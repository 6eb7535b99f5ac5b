use std::fmt::Write as _;

use super::{indent, property_key, write_samples_doc};
use crate::core::namespace::NamespaceNode;

/// Writes `export const <name> = { ... } as const;` for a namespace tree.
///
/// Leaves reference accessors without calling them. Every leaf and array
/// entry is preceded by a JSDoc block listing its per-locale values.
pub fn emit_namespace(out: &mut String, name: &str, root: &NamespaceNode) {
    let _ = write!(out, "export const {} = ", name);
    write_node(out, root, 0);
    let _ = writeln!(out, " as const;");
}

fn write_node(out: &mut String, node: &NamespaceNode, level: usize) {
    match node {
        NamespaceNode::Leaf { identifier, .. } => out.push_str(identifier),
        NamespaceNode::Branch { children } => {
            if children.is_empty() {
                out.push_str("{}");
                return;
            }
            out.push_str("{\n");
            for (key, child) in children {
                write_doc(out, child, level + 1);
                let _ = write!(out, "{}{}: ", indent(level + 1), property_key(key));
                write_node(out, child, level + 1);
                out.push_str(",\n");
            }
            let _ = write!(out, "{}}}", indent(level));
        }
        NamespaceNode::Array { items, .. } => {
            if items.is_empty() {
                out.push_str("[]");
                return;
            }
            out.push_str("[\n");
            for item in items {
                write_doc(out, item, level + 1);
                out.push_str(&indent(level + 1));
                write_node(out, item, level + 1);
                out.push_str(",\n");
            }
            let _ = write!(out, "{}]", indent(level));
        }
    }
}

fn write_doc(out: &mut String, node: &NamespaceNode, level: usize) {
    match node {
        NamespaceNode::Leaf { samples, .. } | NamespaceNode::Array { samples, .. } => {
            write_samples_doc(out, level, None, samples)
        }
        NamespaceNode::Branch { .. } => {}
    }
}
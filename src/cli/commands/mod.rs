pub mod check;
pub mod compile;
pub mod info;
pub mod init;
pub mod lookup;

use std::{
    env,
    path::{Path, PathBuf},
};

use anyhow::{Context, Result};

use crate::config::{ConfigLoadResult, ConfigOverrides, load_config};

/// Resolves a command-line path against the working directory.
fn from_cwd(path: Option<&Path>) -> Result<Option<PathBuf>> {
    match path {
        Some(path) if path.is_relative() => Ok(Some(current_dir()?.join(path))),
        other => Ok(other.map(Path::to_path_buf)),
    }
}

fn current_dir() -> Result<PathBuf> {
    env::current_dir().context("Failed to read the current directory")
}

/// Finds and loads `glider.config.json` starting from the working directory.
fn load_project(overrides: &ConfigOverrides) -> Result<ConfigLoadResult> {
    Ok(load_config(&current_dir()?, overrides)?)
}
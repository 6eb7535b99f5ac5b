use anyhow::{Result, bail};

use super::super::args::LookupCommand;
use super::super::exit_status::ExitStatus;
use super::super::report::print_value;
use super::load_project;
use crate::{
    compiler::{display_name, load_group},
    config::ConfigOverrides,
    core::accessor::{Accessor, FixedLocale, LocaleSource, NoLocale, ParamValues},
};

pub fn lookup(cmd: LookupCommand) -> Result<ExitStatus> {
    let loaded = load_project(&ConfigOverrides::default())?;
    let analysis = load_group(&loaded, &cmd.group)?;

    let Some(data) = analysis.catalog.get(&cmd.path) else {
        bail!(
            "no message \"{}\" in {}",
            cmd.path,
            display_name(cmd.group.trim_matches('/'))
        );
    };

    let source: Box<dyn LocaleSource> = match cmd.current_locale {
        Some(locale) => Box::new(FixedLocale(locale)),
        None => Box::new(NoLocale),
    };
    let params: Option<ParamValues> =
        (!cmd.params.is_empty()).then(|| cmd.params.into_iter().collect());

    let accessor = Accessor::new(data, &loaded.config.default_locale);
    let value = accessor.call(cmd.lang.as_deref(), params.as_ref(), source.as_ref());
    print_value(value.as_ref());

    Ok(ExitStatus::Success)
}
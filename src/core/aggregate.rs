use serde_json::Map;

use super::{
    message::{MessageCatalog, MessageData, MessageRecord},
    params::merge_params,
};

/// Merges each locale's flattened records into one catalog keyed by path.
///
/// Locales are visited in the given order, which becomes the order of
/// `MessageData::values` and of `MessageCatalog::locales`. A path seen only in
/// a later locale is simply added: completeness is checked separately so
/// every gap can be reported in one pass.
pub fn aggregate<'a, I>(per_locale: I) -> MessageCatalog
where
    I: IntoIterator<Item = (&'a str, &'a [MessageRecord])>,
{
    let mut catalog = MessageCatalog::new();

    for (locale, records) in per_locale {
        if !catalog.has_locale(locale) {
            catalog.locales.push(locale.to_string());
        }

        for record in records {
            let data = catalog.entry_mut(record.key(), || MessageData {
                path: record.path.clone(),
                params: Vec::new(),
                is_array_root: record.is_array_root,
                array_item: record.array_item.clone(),
                values: Map::new(),
            });
            // With validation off a path may be an array in some locales only.
            data.is_array_root |= record.is_array_root;
            merge_params(&mut data.params, &record.params);
            data.values.insert(locale.to_string(), record.value.clone());
        }
    }

    catalog
}

#[cfg(test)]
mod tests {
    use serde_json::json;

    use crate::core::{aggregate::*, flatten::flatten_document};

    #[test]
    fn test_aggregate_merges_locales() {
        let en = flatten_document(&json!({"greeting": "Hello {name}", "bye": "Bye"}));
        let es = flatten_document(&json!({"greeting": "Hola {nombre}"}));

        let catalog = aggregate([("en", en.as_slice()), ("es", es.as_slice())]);

        assert_eq!(catalog.locales, vec!["en", "es"]);
        assert_eq!(catalog.paths().collect::<Vec<_>>(), vec!["greeting", "bye"]);

        let greeting = catalog.get("greeting").unwrap();
        assert_eq!(greeting.params, vec!["name", "nombre"]);
        assert_eq!(greeting.value_for("en"), Some(&json!("Hello {name}")));
        assert_eq!(greeting.value_for("es"), Some(&json!("Hola {nombre}")));

        let bye = catalog.get("bye").unwrap();
        assert!(bye.has_locale("en"));
        assert!(!bye.has_locale("es"));
    }

    #[test]
    fn test_aggregate_adds_paths_from_later_locales() {
        let en = flatten_document(&json!({"a": "A"}));
        let es = flatten_document(&json!({"a": "A", "b": "B"}));

        let catalog = aggregate([("en", en.as_slice()), ("es", es.as_slice())]);

        assert_eq!(catalog.paths().collect::<Vec<_>>(), vec!["a", "b"]);
        assert_eq!(catalog.get("b").unwrap().values.len(), 1);
    }

    #[test]
    fn test_aggregate_keeps_array_flags() {
        let en = flatten_document(&json!({"items": ["a", "b"]}));
        let catalog = aggregate([("en", en.as_slice())]);

        assert!(catalog.get("items").unwrap().is_array_root);
        let item = catalog.get("items[1]").unwrap();
        assert!(!item.is_array_root);
        assert_eq!(item.array_item.as_ref().unwrap().array_path, "items");
    }

    #[test]
    fn test_aggregate_array_in_later_locale() {
        let en = flatten_document(&json!({"title": "T"}));
        let es = flatten_document(&json!({"title": ["u {n}"]}));
        let catalog = aggregate([("en", en.as_slice()), ("es", es.as_slice())]);

        let title = catalog.get("title").unwrap();
        assert!(title.is_array_root);
        assert_eq!(title.params, vec!["n"]);
        assert!(catalog.contains_path("title[0]"));
    }

    #[test]
    fn test_aggregate_records_empty_documents() {
        let empty: Vec<MessageRecord> = Vec::new();
        let catalog = aggregate([("en", empty.as_slice())]);
        assert!(catalog.is_empty());
        assert!(catalog.has_locale("en"));
    }
}
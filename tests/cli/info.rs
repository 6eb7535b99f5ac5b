use anyhow::Result;

use crate::{CliTest, stderr, stdout};

#[test]
fn test_info_shows_config() -> Result<()> {
    let test = CliTest::with_file(
        "glider.config.json",
        r#"{
  "locales": ["en", "es"],
  "defaultLocale": "es",
  "generateNamespaces": false
}"#,
    )?;

    let output = test.command().arg("info").output()?;
    assert_eq!(output.status.code(), Some(0));

    let out = stdout(&output);
    assert!(out.contains("Locales: en, es"));
    assert!(out.contains("Default Locale: es"));
    assert!(out.contains(&format!(
        "Messages Directory: {}",
        test.root().join("messages").display()
    )));
    assert!(out.contains("Validate Translations: yes"));
    assert!(out.contains("Generate Namespaces: no"));

    Ok(())
}

#[test]
fn test_info_finds_config_in_parent() -> Result<()> {
    let test = CliTest::with_file(
        "glider.config.json",
        r#"{"locales": ["en"], "defaultLocale": "en"}"#,
    )?;
    test.write_file("nested/deeper/.keep", "")?;

    let output = test
        .command()
        .current_dir(test.root().join("nested/deeper"))
        .arg("info")
        .output()?;
    assert_eq!(output.status.code(), Some(0));
    assert!(stdout(&output).contains(&format!(
        "Output Directory: {}",
        test.root().join("src/glider").display()
    )));

    Ok(())
}

#[test]
fn test_missing_config() -> Result<()> {
    let test = CliTest::new()?;

    let output = test.command().arg("info").output()?;
    assert_eq!(output.status.code(), Some(2));
    let err = stderr(&output);
    assert!(err.starts_with("Error: glider.config.json not found"));
    assert!(err.contains("glider init"));

    Ok(())
}

#[test]
fn test_invalid_config() -> Result<()> {
    let test = CliTest::with_file(
        "glider.config.json",
        r#"{"locales": ["en"], "defaultLocale": "fr"}"#,
    )?;

    let output = test.command().arg("info").output()?;
    assert_eq!(output.status.code(), Some(2));
    assert!(
        stderr(&output).contains("defaultLocale \"fr\" is not one of the configured locales")
    );

    Ok(())
}

#[test]
fn test_help() -> Result<()> {
    let test = CliTest::new()?;

    let output = test.command().arg("--help").output()?;
    assert_eq!(output.status.code(), Some(0));
    let out = stdout(&output);
    for command in ["compile", "check", "info", "init", "lookup"] {
        assert!(out.contains(command), "help should list {command}");
    }

    Ok(())
}
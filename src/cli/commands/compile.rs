use anyhow::Result;

use super::super::args::CompileCommand;
use super::super::exit_status::ExitStatus;
use super::super::report::{
    print_compile_failure, print_compile_summary, print_validation_error, print_warnings,
};
use super::{from_cwd, load_project};
use crate::{compiler, config::ConfigOverrides};

pub fn compile(cmd: CompileCommand) -> Result<ExitStatus> {
    let overrides = ConfigOverrides {
        messages_dir: from_cwd(cmd.common.input.as_deref())?,
        output_dir: from_cwd(cmd.output.as_deref())?,
        locales: cmd.locales,
        no_validate: cmd.no_validate,
        no_namespaces: cmd.no_namespaces,
    };
    let loaded = load_project(&overrides)?;

    match compiler::compile(&loaded) {
        Ok(outcome) => {
            print_warnings(&outcome.warnings);
            print_compile_summary(&outcome, &loaded.output_dir(), cmd.common.verbose);
            Ok(ExitStatus::Success)
        }
        Err(err) if err.is_validation_failure() => {
            print_validation_error(&err);
            print_compile_failure();
            Ok(ExitStatus::Failure)
        }
        Err(err) => Err(err.into()),
    }
}
use anyhow::Result;

use super::super::exit_status::ExitStatus;
use super::super::report::print_info;
use super::load_project;
use crate::config::ConfigOverrides;

pub fn info() -> Result<ExitStatus> {
    let loaded = load_project(&ConfigOverrides::default())?;
    print_info(&loaded);
    Ok(ExitStatus::Success)
}
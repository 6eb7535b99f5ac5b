//! Report formatting and printing utilities.
//!
//! Everything the CLI shows to the user goes through here. Separate from
//! the compiler so glider can be used as a library without printing.

use std::{
    io::{self, Write},
    path::Path,
};

use colored::Colorize;
use serde_json::Value;

use crate::{
    compiler::{CheckOutcome, CompileOutcome},
    config::ConfigLoadResult,
    error::Error,
    parsers::json::ScanWarning,
};

/// Success mark for consistent output formatting.
pub const SUCCESS_MARK: &str = "\u{2713}"; // ✓

/// Failure mark for consistent output formatting.
pub const FAILURE_MARK: &str = "\u{2718}"; // ✘

/// `en: 3, es: 2`
pub fn format_counts(counts: &[(String, usize)]) -> String {
    counts
        .iter()
        .map(|(locale, count)| format!("{}: {}", locale, count))
        .collect::<Vec<_>>()
        .join(", ")
}

fn plural(count: usize, one: &str, many: &str) -> String {
    format!("{} {}", count, if count == 1 { one } else { many })
}

pub fn print_warnings(warnings: &[ScanWarning]) {
    print_warnings_to(warnings, &mut io::stderr().lock());
}

pub fn print_warnings_to<W: Write>(warnings: &[ScanWarning], writer: &mut W) {
    for warning in warnings {
        let _ = writeln!(writer, "{} {}", "warning:".bold().yellow(), warning.message);
    }
}

/// Print a compile or check failure caused by the translations themselves.
pub fn print_validation_error(error: &Error) {
    print_validation_error_to(error, &mut io::stderr().lock());
}

pub fn print_validation_error_to<W: Write>(error: &Error, writer: &mut W) {
    let _ = writeln!(writer, "{}: {}", "error".bold().red(), error);
}

pub fn print_compile_summary(outcome: &CompileOutcome, output_dir: &Path, verbose: bool) {
    print_compile_summary_to(outcome, output_dir, verbose, &mut io::stdout().lock());
}

pub fn print_compile_summary_to<W: Write>(
    outcome: &CompileOutcome,
    output_dir: &Path,
    verbose: bool,
    writer: &mut W,
) {
    if verbose {
        for group in &outcome.groups {
            let _ = writeln!(
                writer,
                "  {} {} ({})",
                group.name.bold(),
                plural(group.message_count, "message", "messages"),
                format_counts(&group.record_counts)
            );
        }
        for path in &outcome.written {
            let _ = writeln!(writer, "  {} {}", "wrote".dimmed(), path.display());
        }
    }

    let messages: usize = outcome.groups.iter().map(|g| g.message_count).sum();
    let _ = writeln!(
        writer,
        "{} {}",
        SUCCESS_MARK.green(),
        format!(
            "Compiled {} in {} into {}",
            plural(messages, "message", "messages"),
            plural(outcome.groups.len(), "group", "groups"),
            output_dir.display()
        )
        .green()
    );
}

pub fn print_compile_failure() {
    print_compile_failure_to(&mut io::stderr().lock());
}

pub fn print_compile_failure_to<W: Write>(writer: &mut W) {
    let _ = writeln!(
        writer,
        "{} {}",
        FAILURE_MARK.red(),
        "Compilation failed, no files were written".red()
    );
}

pub fn print_check_report(outcome: &CheckOutcome, verbose: bool) {
    print_check_report_to(outcome, verbose, &mut io::stdout().lock());
}

pub fn print_check_report_to<W: Write>(outcome: &CheckOutcome, verbose: bool, writer: &mut W) {
    for group in &outcome.groups {
        match &group.failure {
            Some(error) => print_validation_error_to(error, writer),
            None if verbose => {
                let _ = writeln!(
                    writer,
                    "  {} {} {} ({})",
                    SUCCESS_MARK.green(),
                    group.name.bold(),
                    plural(group.message_count, "message", "messages"),
                    format_counts(&group.record_counts)
                );
            }
            None => {}
        }
    }

    let failed = outcome.failed_groups().count();
    let total = outcome.groups.len();
    if failed == 0 {
        let messages: usize = outcome.groups.iter().map(|g| g.message_count).sum();
        let _ = writeln!(
            writer,
            "{} {}",
            SUCCESS_MARK.green(),
            format!(
                "Checked {} in {} - all translations complete",
                plural(messages, "message", "messages"),
                plural(total, "group", "groups")
            )
            .green()
        );
    } else {
        let _ = writeln!(
            writer,
            "{} {}",
            FAILURE_MARK.red(),
            format!(
                "{} of {} have problems",
                failed,
                plural(total, "group", "groups")
            )
            .red()
        );
    }
}

pub fn print_info(loaded: &ConfigLoadResult) {
    print_info_to(loaded, &mut io::stdout().lock());
}

pub fn print_info_to<W: Write>(loaded: &ConfigLoadResult, writer: &mut W) {
    let config = &loaded.config;
    let yes_no = |flag: bool| if flag { "yes" } else { "no" };

    let _ = writeln!(writer, "{}", "glider configuration".bold());
    let _ = writeln!(writer, "  Config File: {}", loaded.path.display());
    let _ = writeln!(writer, "  Locales: {}", config.locales.join(", "));
    let _ = writeln!(writer, "  Default Locale: {}", config.default_locale);
    let _ = writeln!(
        writer,
        "  Messages Directory: {}",
        loaded.messages_dir().display()
    );
    let _ = writeln!(
        writer,
        "  Output Directory: {}",
        loaded.output_dir().display()
    );
    let _ = writeln!(
        writer,
        "  Validate Translations: {}",
        yes_no(config.validate_translations)
    );
    let _ = writeln!(
        writer,
        "  Generate Namespaces: {}",
        yes_no(config.generate_namespaces)
    );
}

/// Print a looked-up value: strings raw, anything else as JSON.
pub fn print_value(value: Option<&Value>) {
    print_value_to(value, &mut io::stdout().lock());
}

pub fn print_value_to<W: Write>(value: Option<&Value>, writer: &mut W) {
    let _ = match value {
        Some(Value::String(text)) => writeln!(writer, "{}", text),
        Some(other) => writeln!(
            writer,
            "{}",
            serde_json::to_string_pretty(other).unwrap_or_else(|_| other.to_string())
        ),
        None => writeln!(writer, "{}", "undefined".dimmed()),
    };
}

◇ ◇ ◇

▶ _What to do_:
Please restate the records word for word. Go from the first line to the line with "leaf and array" and include both.

▶ _Response to this task_:
repository 6eb7535b99f5ac5b
use std::fmt::Write as _;

use super::{indent, property_key, write_samples_doc};
use crate::core::namespace::NamespaceNode;

/// Writes `export const <name> = { ... } as const;` for a namespace tree.
///
/// Leaves reference accessors without calling them. Every leaf and array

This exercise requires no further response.